> [What this task involves]:
The word "label" may appear in lines of the data below. Say how many lines hold it, giving only the number.

> [Provided data]:

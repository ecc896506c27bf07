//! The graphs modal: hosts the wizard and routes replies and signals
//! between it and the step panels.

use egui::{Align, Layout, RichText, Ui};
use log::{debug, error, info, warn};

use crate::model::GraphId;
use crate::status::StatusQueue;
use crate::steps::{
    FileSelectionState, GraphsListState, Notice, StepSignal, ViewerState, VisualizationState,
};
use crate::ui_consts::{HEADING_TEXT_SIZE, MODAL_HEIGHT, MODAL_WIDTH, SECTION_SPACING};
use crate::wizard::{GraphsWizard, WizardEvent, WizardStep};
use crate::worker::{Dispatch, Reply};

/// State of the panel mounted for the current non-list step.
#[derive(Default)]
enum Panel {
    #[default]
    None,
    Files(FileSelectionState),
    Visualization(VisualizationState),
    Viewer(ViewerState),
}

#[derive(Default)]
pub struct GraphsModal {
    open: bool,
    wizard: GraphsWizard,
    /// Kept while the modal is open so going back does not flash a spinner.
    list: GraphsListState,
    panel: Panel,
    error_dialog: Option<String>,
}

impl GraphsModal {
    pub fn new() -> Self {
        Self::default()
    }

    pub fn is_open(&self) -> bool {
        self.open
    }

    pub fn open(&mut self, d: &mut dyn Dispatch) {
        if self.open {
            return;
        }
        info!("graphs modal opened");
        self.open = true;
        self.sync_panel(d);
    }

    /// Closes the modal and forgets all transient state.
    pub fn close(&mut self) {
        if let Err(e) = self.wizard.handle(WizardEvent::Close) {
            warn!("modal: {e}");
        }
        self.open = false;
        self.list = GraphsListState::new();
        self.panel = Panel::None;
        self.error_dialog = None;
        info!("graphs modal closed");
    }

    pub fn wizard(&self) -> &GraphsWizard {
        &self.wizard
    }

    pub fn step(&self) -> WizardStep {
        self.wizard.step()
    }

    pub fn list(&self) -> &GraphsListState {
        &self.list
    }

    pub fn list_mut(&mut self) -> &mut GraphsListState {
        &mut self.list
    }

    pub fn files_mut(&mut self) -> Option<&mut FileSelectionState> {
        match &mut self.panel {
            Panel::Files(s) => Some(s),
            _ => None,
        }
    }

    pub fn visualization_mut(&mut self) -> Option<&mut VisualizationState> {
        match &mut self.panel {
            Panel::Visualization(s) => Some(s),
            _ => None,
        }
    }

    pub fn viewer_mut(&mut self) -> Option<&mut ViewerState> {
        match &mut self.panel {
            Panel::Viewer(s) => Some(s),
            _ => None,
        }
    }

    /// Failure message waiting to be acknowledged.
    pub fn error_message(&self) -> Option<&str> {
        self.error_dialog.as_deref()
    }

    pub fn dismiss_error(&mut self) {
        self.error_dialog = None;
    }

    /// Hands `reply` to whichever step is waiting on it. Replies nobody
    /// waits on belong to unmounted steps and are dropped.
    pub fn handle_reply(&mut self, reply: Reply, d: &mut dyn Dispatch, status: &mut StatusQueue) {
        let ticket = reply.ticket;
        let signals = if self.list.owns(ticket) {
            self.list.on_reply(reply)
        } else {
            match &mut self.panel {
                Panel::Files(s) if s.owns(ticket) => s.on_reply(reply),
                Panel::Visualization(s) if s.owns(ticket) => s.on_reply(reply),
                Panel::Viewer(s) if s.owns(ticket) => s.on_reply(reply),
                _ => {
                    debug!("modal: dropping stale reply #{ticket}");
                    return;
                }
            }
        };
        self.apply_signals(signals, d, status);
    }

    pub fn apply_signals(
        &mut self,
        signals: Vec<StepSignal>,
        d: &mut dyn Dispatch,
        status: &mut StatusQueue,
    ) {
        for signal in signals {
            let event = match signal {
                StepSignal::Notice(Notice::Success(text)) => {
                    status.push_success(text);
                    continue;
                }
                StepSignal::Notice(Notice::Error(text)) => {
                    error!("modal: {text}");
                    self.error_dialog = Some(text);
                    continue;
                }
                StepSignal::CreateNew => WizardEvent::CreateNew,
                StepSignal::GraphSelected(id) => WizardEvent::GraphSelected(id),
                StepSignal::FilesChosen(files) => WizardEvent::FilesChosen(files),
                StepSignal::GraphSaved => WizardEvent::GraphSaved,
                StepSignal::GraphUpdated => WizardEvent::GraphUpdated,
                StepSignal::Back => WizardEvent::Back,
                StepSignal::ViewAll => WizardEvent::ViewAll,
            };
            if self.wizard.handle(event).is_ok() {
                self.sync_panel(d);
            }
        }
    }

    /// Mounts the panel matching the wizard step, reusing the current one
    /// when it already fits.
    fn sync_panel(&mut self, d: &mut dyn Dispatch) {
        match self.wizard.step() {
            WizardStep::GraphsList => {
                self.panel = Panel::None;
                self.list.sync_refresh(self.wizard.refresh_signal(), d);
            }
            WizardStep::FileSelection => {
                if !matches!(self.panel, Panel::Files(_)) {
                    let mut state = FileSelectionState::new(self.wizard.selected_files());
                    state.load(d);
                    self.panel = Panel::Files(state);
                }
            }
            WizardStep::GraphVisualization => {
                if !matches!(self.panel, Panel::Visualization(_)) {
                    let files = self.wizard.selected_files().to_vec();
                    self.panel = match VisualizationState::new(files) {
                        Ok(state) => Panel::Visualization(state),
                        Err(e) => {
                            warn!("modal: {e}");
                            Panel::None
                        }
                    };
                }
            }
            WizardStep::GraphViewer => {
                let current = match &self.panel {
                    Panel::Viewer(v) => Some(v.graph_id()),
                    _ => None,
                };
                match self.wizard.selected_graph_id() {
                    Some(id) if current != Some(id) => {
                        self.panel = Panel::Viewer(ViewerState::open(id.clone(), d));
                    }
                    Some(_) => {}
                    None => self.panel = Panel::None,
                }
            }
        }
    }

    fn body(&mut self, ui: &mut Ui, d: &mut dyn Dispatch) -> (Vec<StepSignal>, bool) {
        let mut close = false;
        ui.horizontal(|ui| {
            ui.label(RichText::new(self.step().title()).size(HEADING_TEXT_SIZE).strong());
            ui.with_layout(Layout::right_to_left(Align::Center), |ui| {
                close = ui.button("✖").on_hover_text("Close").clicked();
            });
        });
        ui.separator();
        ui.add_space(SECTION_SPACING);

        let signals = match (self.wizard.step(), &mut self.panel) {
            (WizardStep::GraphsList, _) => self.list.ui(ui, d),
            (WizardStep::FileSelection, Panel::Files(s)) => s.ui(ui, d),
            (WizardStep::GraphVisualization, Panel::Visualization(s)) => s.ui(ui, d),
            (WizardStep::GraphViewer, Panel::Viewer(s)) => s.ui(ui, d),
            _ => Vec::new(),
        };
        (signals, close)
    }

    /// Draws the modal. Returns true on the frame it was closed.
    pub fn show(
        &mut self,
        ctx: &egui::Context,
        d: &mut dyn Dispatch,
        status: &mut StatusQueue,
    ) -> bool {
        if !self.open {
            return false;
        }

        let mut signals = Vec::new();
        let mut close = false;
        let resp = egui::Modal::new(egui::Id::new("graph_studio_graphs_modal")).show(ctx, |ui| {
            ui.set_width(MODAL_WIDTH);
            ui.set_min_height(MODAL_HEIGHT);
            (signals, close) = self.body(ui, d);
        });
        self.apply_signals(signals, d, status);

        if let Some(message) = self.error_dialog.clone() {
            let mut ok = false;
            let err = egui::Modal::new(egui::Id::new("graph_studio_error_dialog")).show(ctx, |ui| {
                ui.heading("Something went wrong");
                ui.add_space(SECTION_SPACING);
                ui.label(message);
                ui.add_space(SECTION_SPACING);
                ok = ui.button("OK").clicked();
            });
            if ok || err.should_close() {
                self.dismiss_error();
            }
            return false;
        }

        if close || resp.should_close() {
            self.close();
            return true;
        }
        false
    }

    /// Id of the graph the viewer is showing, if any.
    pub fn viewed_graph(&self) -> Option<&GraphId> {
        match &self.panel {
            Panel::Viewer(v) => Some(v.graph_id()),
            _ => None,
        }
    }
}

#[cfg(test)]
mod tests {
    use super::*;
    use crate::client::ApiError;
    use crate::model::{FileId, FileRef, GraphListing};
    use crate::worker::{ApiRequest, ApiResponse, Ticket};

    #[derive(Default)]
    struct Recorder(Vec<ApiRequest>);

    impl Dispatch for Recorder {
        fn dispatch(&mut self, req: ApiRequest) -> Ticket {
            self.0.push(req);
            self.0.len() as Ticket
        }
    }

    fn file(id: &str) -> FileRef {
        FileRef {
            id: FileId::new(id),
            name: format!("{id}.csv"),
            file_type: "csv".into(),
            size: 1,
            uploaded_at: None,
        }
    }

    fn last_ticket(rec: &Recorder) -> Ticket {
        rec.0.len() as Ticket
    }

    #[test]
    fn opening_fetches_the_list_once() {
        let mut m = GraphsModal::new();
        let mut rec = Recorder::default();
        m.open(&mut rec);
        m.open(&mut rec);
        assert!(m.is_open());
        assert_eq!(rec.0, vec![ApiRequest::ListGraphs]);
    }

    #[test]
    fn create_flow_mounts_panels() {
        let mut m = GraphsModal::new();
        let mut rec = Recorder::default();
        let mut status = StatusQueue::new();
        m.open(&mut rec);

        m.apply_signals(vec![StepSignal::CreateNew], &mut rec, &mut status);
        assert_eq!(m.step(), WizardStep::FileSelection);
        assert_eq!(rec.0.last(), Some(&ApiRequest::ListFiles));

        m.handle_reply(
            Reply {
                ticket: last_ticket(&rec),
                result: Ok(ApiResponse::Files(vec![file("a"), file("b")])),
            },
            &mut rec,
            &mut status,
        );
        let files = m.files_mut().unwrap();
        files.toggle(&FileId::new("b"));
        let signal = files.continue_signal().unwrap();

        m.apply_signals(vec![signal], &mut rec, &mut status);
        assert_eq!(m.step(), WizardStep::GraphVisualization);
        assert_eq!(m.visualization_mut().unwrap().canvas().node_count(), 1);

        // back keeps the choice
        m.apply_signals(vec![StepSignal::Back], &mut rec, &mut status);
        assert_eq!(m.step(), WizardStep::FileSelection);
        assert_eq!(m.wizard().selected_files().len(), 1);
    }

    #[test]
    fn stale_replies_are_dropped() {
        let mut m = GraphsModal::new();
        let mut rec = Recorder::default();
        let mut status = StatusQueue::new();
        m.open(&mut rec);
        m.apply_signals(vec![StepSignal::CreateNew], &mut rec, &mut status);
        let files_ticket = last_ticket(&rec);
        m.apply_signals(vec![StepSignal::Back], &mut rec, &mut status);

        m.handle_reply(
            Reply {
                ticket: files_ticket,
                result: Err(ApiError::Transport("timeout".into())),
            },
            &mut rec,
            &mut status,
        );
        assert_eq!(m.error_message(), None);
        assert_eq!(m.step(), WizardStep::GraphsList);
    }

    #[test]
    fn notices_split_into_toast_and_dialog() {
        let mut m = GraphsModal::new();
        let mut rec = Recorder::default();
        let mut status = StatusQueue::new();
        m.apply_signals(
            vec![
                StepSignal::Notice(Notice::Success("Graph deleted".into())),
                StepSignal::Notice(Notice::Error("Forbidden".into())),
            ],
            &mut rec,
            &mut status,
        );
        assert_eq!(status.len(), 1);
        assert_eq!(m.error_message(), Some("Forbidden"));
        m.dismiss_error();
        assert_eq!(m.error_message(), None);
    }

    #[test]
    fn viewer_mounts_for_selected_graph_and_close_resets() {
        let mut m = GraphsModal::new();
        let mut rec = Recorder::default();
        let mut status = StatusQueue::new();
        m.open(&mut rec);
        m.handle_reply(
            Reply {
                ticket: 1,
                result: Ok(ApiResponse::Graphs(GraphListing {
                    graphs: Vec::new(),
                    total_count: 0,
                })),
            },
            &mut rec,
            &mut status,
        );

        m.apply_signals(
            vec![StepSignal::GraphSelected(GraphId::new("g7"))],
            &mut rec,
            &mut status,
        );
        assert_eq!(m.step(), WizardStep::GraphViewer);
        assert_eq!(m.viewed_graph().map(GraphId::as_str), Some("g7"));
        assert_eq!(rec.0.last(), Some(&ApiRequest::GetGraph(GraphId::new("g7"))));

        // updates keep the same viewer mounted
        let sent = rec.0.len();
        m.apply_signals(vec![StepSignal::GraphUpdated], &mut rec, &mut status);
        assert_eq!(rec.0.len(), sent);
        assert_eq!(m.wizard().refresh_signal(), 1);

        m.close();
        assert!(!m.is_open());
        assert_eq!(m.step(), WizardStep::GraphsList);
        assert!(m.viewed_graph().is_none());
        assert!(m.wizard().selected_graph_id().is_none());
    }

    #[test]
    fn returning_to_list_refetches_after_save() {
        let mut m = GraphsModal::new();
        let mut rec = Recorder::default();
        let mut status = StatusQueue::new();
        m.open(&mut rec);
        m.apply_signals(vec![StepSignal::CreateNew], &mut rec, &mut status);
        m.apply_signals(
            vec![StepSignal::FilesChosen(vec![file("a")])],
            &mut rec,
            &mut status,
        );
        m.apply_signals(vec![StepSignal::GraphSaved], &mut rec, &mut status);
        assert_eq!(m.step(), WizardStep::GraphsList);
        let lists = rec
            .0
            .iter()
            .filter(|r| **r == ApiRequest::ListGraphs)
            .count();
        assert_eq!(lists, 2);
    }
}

> [Written answer]:
2